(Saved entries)
——

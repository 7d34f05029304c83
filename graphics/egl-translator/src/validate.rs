//! Argument checks shared by the entry points

use crate::consts::*;
use crate::error::{EglError, Result};

/// Split an attribute list into `(name, value)` pairs, stopping at the first
/// `EGL_NONE` name. A name without a value is a bad attribute.
pub fn attrib_pairs(attribs: &[EGLint]) -> Result<Vec<(EGLint, EGLint)>> {
    let mut pairs = Vec::new();
    let mut rest = attribs;
    loop {
        match rest {
            [] | [EGL_NONE, ..] => return Ok(pairs),
            [_] => return Err(EglError::BadAttribute),
            [name, value, tail @ ..] => {
                pairs.push((*name, *value));
                rest = tail;
            }
        }
    }
}

/// Whether the list names no attribute
pub fn no_attribs(attribs: &[EGLint]) -> bool {
    matches!(attribs, [] | [EGL_NONE, ..])
}

/// Whether a make-current triple asks to release the current context
pub fn is_release<C, S>(context: Option<C>, draw: Option<S>, read: Option<S>) -> bool {
    context.is_none() && draw.is_none() && read.is_none()
}

/// Whether a make-current triple mixes "none" and real handles
pub fn is_bad_context_match<C, S>(context: Option<C>, draw: Option<S>, read: Option<S>) -> bool {
    match context {
        Some(_) => draw.is_none() || read.is_none(),
        None => draw.is_some() || read.is_some(),
    }
}

pub fn is_power_of_two(value: EGLint) -> bool {
    value > 0 && (value & (value - 1)) == 0
}

#[cfg(test)]
mod tests {
    use super::*;

    #[test]
    fn test_attrib_pairs_stop_at_none() {
        let pairs = attrib_pairs(&[EGL_RED_SIZE, 8, EGL_NONE, EGL_GREEN_SIZE, 8]).unwrap();
        assert_eq!(pairs, vec![(EGL_RED_SIZE, 8)]);
        assert!(attrib_pairs(&[]).unwrap().is_empty());
    }

    #[test]
    fn test_dangling_name_rejected() {
        assert_eq!(attrib_pairs(&[EGL_RED_SIZE]), Err(EglError::BadAttribute));
    }

    #[test]
    fn test_triple_checks() {
        assert!(is_release::<u32, u32>(None, None, None));
        assert!(!is_bad_context_match(Some(1), Some(2), Some(2)));
        assert!(is_bad_context_match(Some(1), None, Some(2)));
        assert!(is_bad_context_match::<u32, u32>(None, Some(2), None));
    }

    #[test]
    fn test_power_of_two() {
        assert!(is_power_of_two(1));
        assert!(is_power_of_two(256));
        assert!(!is_power_of_two(0));
        assert!(!is_power_of_two(96));
    }
}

——

### [TASK]
Search the data above for the string "make" and return every line that has it.

### [WRITTEN RESPONSE]
/// Whether a make-current triple asks to release the current context
/// Whether a make-current triple mixes "none" and real handles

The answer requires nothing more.